Customer: “Hey! Where’s [limited edition doll]?”

Me: “She’s actually sold out; I’m very sorry.”

Customer: “Than I’ll order one! She’ll be here by Christmas, right?”

Me: “She’s actually sold out company-wide; we don’t have any left in any of our stores or online. Since she’s limited edition, we won’t be getting in any more.”

Customer: *tearing up* “But my granddaughter looks just like that doll!”

Me: “Well, we do have another doll; she’s a look-alike doll and looks almost identical to [doll].”

Customer: “But my granddaughter looks JUST like [doll]!”

Me: “This doll will look like your granddaughter, too! She has the exact same color and length hair, and the exact same color eyes, and the exact same skin tone as (doll).”

Customer: *crying* “But my granddaughter looks JUST like [doll]!”

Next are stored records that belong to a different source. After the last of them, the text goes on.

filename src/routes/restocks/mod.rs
mod get;
mod post;

pub use get::*;
pub use post::*;
use std::{error::Error, fmt::Debug};

use anyhow::Context;
use diesel::{Connection, ExpressionMethods, QueryDsl, RunQueryDsl};
use thiserror::Error;

use crate::{models::{ProductSupplier, Restock}, schema::{product_suppliers, products, restocks, suppliers}, telemetry::spawn_blocking_with_tracing, utils::{error_fmt_chain, DbConnection}};

#[tracing::instrument(
    "Getting all restocks from db",
    skip_all
)]
pub async fn get_all_restocks(
    mut conn: DbConnection
) -> Result<Vec<Restock>, anyhow::Error>{
    let res = spawn_blocking_with_tracing(move || {
        restocks::table
            .order(restocks::created_at.desc())
            .load::<Restock>(&mut conn)
            .context("Failed to load restocks")
    })
    .await
    .context("Failed due to threadpool error")??;

    Ok(res)
}

#[derive(Error)]
pub enum RestockInsertError{
    #[error("product not found")]
    MissingProduct,
    #[error("supplier not found")]
    MissingSupplier,
    #[error("unexpected database error occured")]
    UnexpectedError(#[from] anyhow::Error)
}

impl Debug for RestockInsertError {
    fn fmt(&self, f: &mut std::fmt::Formatter<'_>) -> std::fmt::Result {
        write!(f, "{}", self)?;
        error_fmt_chain(f, &self.source())
    }
}

impl From<diesel::result::Error> for RestockInsertError {
    fn from(e: diesel::result::Error) -> Self {
        RestockInsertError::UnexpectedError(anyhow::Error::from(e))
    }
}

// Inserts the restock and makes sure the product-supplier link exists,
// creating it when missing, all in one transaction.
#[tracing::instrument(
    "Creating restock in db",
    skip_all
)]
pub async fn insert_restock_with_link(
    mut conn: DbConnection,
    restock: Restock
) -> Result<(), RestockInsertError>{
    spawn_blocking_with_tracing(move || {
        conn.transaction::<_, RestockInsertError, _>(|conn| {
            let product_exists: i64 = products::table
                .filter(products::id.eq(restock.product_id))
                .count()
                .get_result(conn)
                .map_err(|e| RestockInsertError::UnexpectedError(
                    anyhow::Error::from(e).context("Failed to look up product")
                ))?;

            if product_exists == 0 {
                return Err(RestockInsertError::MissingProduct)
            }

            let supplier_exists: i64 = suppliers::table
                .filter(suppliers::id.eq(restock.supplier_id))
                .count()
                .get_result(conn)
                .map_err(|e| RestockInsertError::UnexpectedError(
                    anyhow::Error::from(e).context("Failed to look up supplier")
                ))?;

            if supplier_exists == 0 {
                return Err(RestockInsertError::MissingSupplier)
            }

            let link = ProductSupplier{
                product_id: restock.product_id,
                supplier_id: restock.supplier_id
            };

            diesel::insert_into(product_suppliers::table)
                .values(link)
                .on_conflict_do_nothing()
                .execute(conn)
                .map_err(|e| RestockInsertError::UnexpectedError(
                    anyhow::Error::from(e).context("Failed to ensure product-supplier link")
                ))?;

            diesel::insert_into(restocks::table)
                .values(restock)
                .execute(conn)
                .map_err(|e| RestockInsertError::UnexpectedError(
                    anyhow::Error::from(e).context("Failed to insert restock")
                ))?;

            Ok(())
        })
    })
    .await
    .context("Failed due to threadpool error")
    .map_err(RestockInsertError::UnexpectedError)??;

    Ok(())
}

Me: “The only difference is the face shape.”

(I show her the different face shapes, and how they compare.)

Customer: “I don’t see the difference.”

Me: “Exactly! And this doll comes wearing a different outfit than [doll].”

Customer: “I don’t care about the outfit… but my granddaughter looks JUST like [doll]!”

(I finally convince her to go to the other department to at least LOOK at the other, nearly identical doll. The customer is sobbing ‘but my granddaughter looks JUST like [doll]!’ the whole way.)

Coworker: “Did you just make a grown woman cry over a doll?”

Me: “Yep, first world problems.”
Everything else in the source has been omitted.